**WHAT THE TASK ASKS**
Repeat the listing in full, word for word.

**RAW DATA**
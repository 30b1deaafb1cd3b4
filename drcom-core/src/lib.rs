//! drcom-rs Core Library
//!
//! This crate provides the error taxonomy, the shared wire newtypes and the
//! session model used by every other crate of the Drcom client.

pub mod error;
pub mod session;
pub mod types;

// Re-export commonly used types
pub use error::{Error, Result};
pub use session::{GatewayProfile, Session, SessionState};
pub use types::*;
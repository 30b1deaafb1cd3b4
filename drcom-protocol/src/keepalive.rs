//! Keepalive packets
//!
//! Phase 1 re-proves the credentials with the auth token from the login
//! reply. Phases 2 and 3 ("type 1" and "type 3") carry the sequence number and
//! the tail echoed by the previous reply.

use std::net::Ipv4Addr;

use bytes::{BufMut, BytesMut};
use drcom_core::{AuthInfo, Salt, Tail};
use drcom_packet::login_md5;

use crate::constants::{CODE_KEEPALIVE, CODE_KEEPALIVE_AUTH, KEEPALIVE_FIRST_VERSION};

/// Length of a phase-1 keepalive
pub const KEEPALIVE1_LEN: usize = 42;

/// Length of a phase-2/3 keepalive
pub const KEEPALIVE2_LEN: usize = 40;

/// Phase-1 keepalive:
/// `ff ‖ md5(03 01 ‖ salt ‖ password) ‖ 00 00 00 ‖ auth_info ‖ <u16 BE time> ‖ 00 00 00 00`
#[derive(Debug, Clone)]
pub struct KeepAlive1Packet {
    digest: [u8; 16],
    auth_info: AuthInfo,
    timestamp: u16,
}

impl KeepAlive1Packet {
    pub fn new(salt: Salt, password: &str, auth_info: AuthInfo, unix_secs: u64) -> Self {
        Self {
            digest: login_md5(&salt.0, password.as_bytes()),
            auth_info,
            timestamp: (unix_secs % 0x1_0000) as u16,
        }
    }

    pub fn build(&self) -> Vec<u8> {
        let mut buffer = BytesMut::with_capacity(KEEPALIVE1_LEN);

        buffer.put_u8(CODE_KEEPALIVE_AUTH);
        buffer.put_slice(&self.digest);
        buffer.put_bytes(0x00, 3);
        buffer.put_slice(self.auth_info.as_bytes());
        buffer.put_u16(self.timestamp);
        buffer.put_bytes(0x00, 4);

        buffer.to_vec()
    }
}

/// Phase-2/3 packet variant
#[derive(Debug, Clone, Copy, PartialEq, Eq)]
pub enum KeepAliveType {
    /// Type 1, sent first in every pair
    Type1,
    /// Type 3, carries the host IP
    Type3,
}

impl KeepAliveType {
    pub fn to_u8(self) -> u8 {
        match self {
            KeepAliveType::Type1 => 0x01,
            KeepAliveType::Type3 => 0x03,
        }
    }
}

/// Phase-2/3 keepalive
#[derive(Debug, Clone)]
pub struct KeepAlive2Packet {
    pub sequence: u8,
    pub kind: KeepAliveType,
    /// First type-1 packet of a session, sent with fixed version bytes
    pub first: bool,
    pub keep_alive_version: [u8; 2],
    pub tail: Tail,
    pub host_ip: Ipv4Addr,
}

impl KeepAlive2Packet {
    pub fn new(
        sequence: u8,
        kind: KeepAliveType,
        keep_alive_version: [u8; 2],
        tail: Tail,
        host_ip: Ipv4Addr,
    ) -> Self {
        Self {
            sequence,
            kind,
            first: false,
            keep_alive_version,
            tail,
            host_ip,
        }
    }

    /// Mark as the first type-1 packet of the session
    pub fn first(mut self) -> Self {
        self.first = true;
        self
    }

    pub fn build(&self) -> Vec<u8> {
        let mut buffer = BytesMut::with_capacity(KEEPALIVE2_LEN);

        buffer.put_u8(CODE_KEEPALIVE);
        buffer.put_u8(self.sequence);
        buffer.put_slice(&[0x28, 0x00, 0x0b]);
        buffer.put_u8(self.kind.to_u8());

        if self.first {
            buffer.put_slice(&KEEPALIVE_FIRST_VERSION);
        } else {
            buffer.put_slice(&self.keep_alive_version);
        }

        buffer.put_slice(&[0x2f, 0x12]);
        buffer.put_bytes(0x00, 6);
        buffer.put_slice(self.tail.as_bytes());
        buffer.put_bytes(0x00, 4);

        match self.kind {
            KeepAliveType::Type3 => {
                // Checksum slot, left zero
                buffer.put_bytes(0x00, 4);
                buffer.put_slice(&self.host_ip.octets());
                buffer.put_bytes(0x00, 8);
            }
            KeepAliveType::Type1 => buffer.put_bytes(0x00, 16),
        }

        buffer.to_vec()
    }
}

**EXERCISE OUTPUT**
repository 30b1deaafb1cd3b4
filename drcom-core/src/lib.rs
//! drcom-rs Core Library
//!
//! This crate provides the error taxonomy, the shared wire newtypes and the
//! session model used by every other crate of the Drcom client.

pub mod error;
pub mod session;
pub mod types;

// Re-export commonly used types
pub use error::{Error, Result};
pub use session::{GatewayProfile, Session, SessionState};
pub use types::*;
repository 30b1deaafb1cd3b4
filename drcom-protocol/src/keepalive.rs
//! Keepalive packets
//!
//! Phase 1 re-proves the credentials with the auth token from the login
//! reply. Phases 2 and 3 ("type 1" and "type 3") carry the sequence number and
//! the tail echoed by the previous reply.

use std::net::Ipv4Addr;

use bytes::{BufMut, BytesMut};
use drcom_core::{AuthInfo, Salt, Tail};
use drcom_packet::login_md5;

use crate::constants::{CODE_KEEPALIVE, CODE_KEEPALIVE_AUTH, KEEPALIVE_FIRST_VERSION};

/// Length of a phase-1 keepalive
pub const KEEPALIVE1_LEN: usize = 42;

/// Length of a phase-2/3 keepalive
pub const KEEPALIVE2_LEN: usize = 40;

/// Phase-1 keepalive:
/// `ff ‖ md5(03 01 ‖ salt ‖ password) ‖ 00 00 00 ‖ auth_info ‖ <u16 BE time> ‖ 00 00 00 00`
#[derive(Debug, Clone)]
pub struct KeepAlive1Packet {
    digest: [u8; 16],
    auth_info: AuthInfo,
    timestamp: u16,
}

impl KeepAlive1Packet {
    pub fn new(salt: Salt, password: &str, auth_info: AuthInfo, unix_secs: u64) -> Self {
        Self {
            digest: login_md5(&salt.0, password.as_bytes()),
            auth_info,
            timestamp: (unix_secs % 0x1_0000) as u16,
        }
    }

    pub fn build(&self) -> Vec<u8> {
        let mut buffer = BytesMut::with_capacity(KEEPALIVE1_LEN);

        buffer.put_u8(CODE_KEEPALIVE_AUTH);
        buffer.put_slice(&self.digest);
        buffer.put_bytes(0x00, 3);
        buffer.put_slice(self.auth_info.as_bytes());
        buffer.put_u16(self.timestamp);
        buffer.put_bytes(0x00, 4);

        buffer.to_vec()
    }
}

/// Phase-2/3 packet variant
#[derive(Debug, Clone, Copy, PartialEq, Eq)]
pub enum KeepAliveType {
    /// Type 1, sent first in every pair
    Type1,
    /// Type 3, carries the host IP
    Type3,
}

impl KeepAliveType {
    pub fn to_u8(self) -> u8 {
        match self {
            KeepAliveType::Type1 => 0x01,
            KeepAliveType::Type3 => 0x03,
        }
    }
}

/// Phase-2/3 keepalive
#[derive(Debug, Clone)]
pub struct KeepAlive2Packet {
    pub sequence: u8,
    pub kind: KeepAliveType,
    /// First type-1 packet of a session, sent with fixed version bytes
    pub first: bool,
    pub keep_alive_version: [u8; 2],
    pub tail: Tail,
    pub host_ip: Ipv4Addr,
}

impl KeepAlive2Packet {
    pub fn new(
        sequence: u8,
        kind: KeepAliveType,
        keep_alive_version: [u8; 2],
        tail: Tail,
        host_ip: Ipv4Addr,
    ) -> Self {
        Self {
            sequence,
            kind,
            first: false,
            keep_alive_version,
            tail,
            host_ip,
        }
    }

    /// Mark as the first type-1 packet of the session
    pub fn first(mut self) -> Self {
        self.first = true;
        self
    }

    pub fn build(&self) -> Vec<u8> {
        let mut buffer = BytesMut::with_capacity(KEEPALIVE2_LEN);

        buffer.put_u8(CODE_KEEPALIVE);
        buffer.put_u8(self.sequence);
        buffer.put_slice(&[0x28, 0x00, 0x0b]);
        buffer.put_u8(self.kind.to_u8());

        if self.first {
            buffer.put_slice(&KEEPALIVE_FIRST_VERSION);
        } else {
            buffer.put_slice(&self.keep_alive_version);
        }

        buffer.put_slice(&[0x2f, 0x12]);
        buffer.put_bytes(0x00, 6);
        buffer.put_slice(self.tail.as_bytes());
        buffer.put_bytes(0x00, 4);

        match self.kind {
            KeepAliveType::Type3 => {
                // Checksum slot, left zero
                buffer.put_bytes(0x00, 4);
                buffer.put_slice(&self.host_ip.octets());
                buffer.put_bytes(0x00, 8);
            }
            KeepAliveType::Type1 => buffer.put_bytes(0x00, 16),
        }

        buffer.to_vec()
    }
}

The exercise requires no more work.